Saved data entries:
*** Block opens ***
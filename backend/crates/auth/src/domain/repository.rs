//! Repository Traits
//!
//! Interfaces for data persistence. Implementation is in infrastructure layer.

use crate::domain::entity::{
    session::Session,
    user::{ProfileChanges, User},
};
use crate::domain::value_object::{email::Email, user_id::UserId};
use crate::error::AuthResult;
use uuid::Uuid;

/// User repository trait
#[trait_variant::make(UserRepository: Send)]
pub trait LocalUserRepository {
    /// Create a new user
    async fn create(&self, user: &User) -> AuthResult<()>;

    /// Find user by ID
    async fn find_by_id(&self, user_id: &UserId) -> AuthResult<Option<User>>;

    /// Find user by email
    async fn find_by_email(&self, email: &Email) -> AuthResult<Option<User>>;

    /// Check if email is already registered
    async fn exists_by_email(&self, email: &Email) -> AuthResult<bool>;

    /// Apply a partial profile update
    async fn update_profile(&self, user_id: &UserId, changes: &ProfileChanges)
    -> AuthResult<()>;
}

/// Session repository trait
#[trait_variant::make(SessionRepository: Send)]
pub trait LocalSessionRepository {
    /// Create a new session
    async fn create(&self, session: &Session) -> AuthResult<()>;

    /// Find a live (non-expired) session by ID
    async fn find_by_id(&self, session_id: Uuid) -> AuthResult<Option<Session>>;

    /// Update session activity/expiry
    async fn update_activity(&self, session: &Session) -> AuthResult<()>;

    /// Delete a session
    async fn delete(&self, session_id: Uuid) -> AuthResult<()>;

    /// Delete all sessions for a user
    async fn delete_all_for_user(&self, user_id: &UserId) -> AuthResult<u64>;

    /// Clean up expired sessions
    async fn cleanup_expired(&self) -> AuthResult<u64>;
}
*** Block closes ***
#### What the task requires:
For every entry in the records above, write an exact copy.

#### Task answer:
filename backend/crates/auth/src/domain/repository.rs
//! Repository Traits
//!
//! Interfaces for data persistence. Implementation is in infrastructure layer.

use crate::domain::entity::{
    session::Session,
    user::{ProfileChanges, User},
};
use crate::domain::value_object::{email::Email, user_id::UserId};
use crate::error::AuthResult;
use uuid::Uuid;

/// User repository trait
#[trait_variant::make(UserRepository: Send)]
pub trait LocalUserRepository {
    /// Create a new user
    async fn create(&self, user: &User) -> AuthResult<()>;

    /// Find user by ID
    async fn find_by_id(&self, user_id: &UserId) -> AuthResult<Option<User>>;

    /// Find user by email
    async fn find_by_email(&self, email: &Email) -> AuthResult<Option<User>>;

    /// Check if email is already registered
    async fn exists_by_email(&self, email: &Email) -> AuthResult<bool>;

    /// Apply a partial profile update
    async fn update_profile(&self, user_id: &UserId, changes: &ProfileChanges)
    -> AuthResult<()>;
}

/// Session repository trait
#[trait_variant::make(SessionRepository: Send)]
pub trait LocalSessionRepository {
    /// Create a new session
    async fn create(&self, session: &Session) -> AuthResult<()>;

    /// Find a live (non-expired) session by ID
    async fn find_by_id(&self, session_id: Uuid) -> AuthResult<Option<Session>>;

    /// Update session activity/expiry
    async fn update_activity(&self, session: &Session) -> AuthResult<()>;

    /// Delete a session
    async fn delete(&self, session_id: Uuid) -> AuthResult<()>;

    /// Delete all sessions for a user
    async fn delete_all_for_user(&self, user_id: &UserId) -> AuthResult<u64>;

    /// Clean up expired sessions
    async fn cleanup_expired(&self) -> AuthResult<u64>;
}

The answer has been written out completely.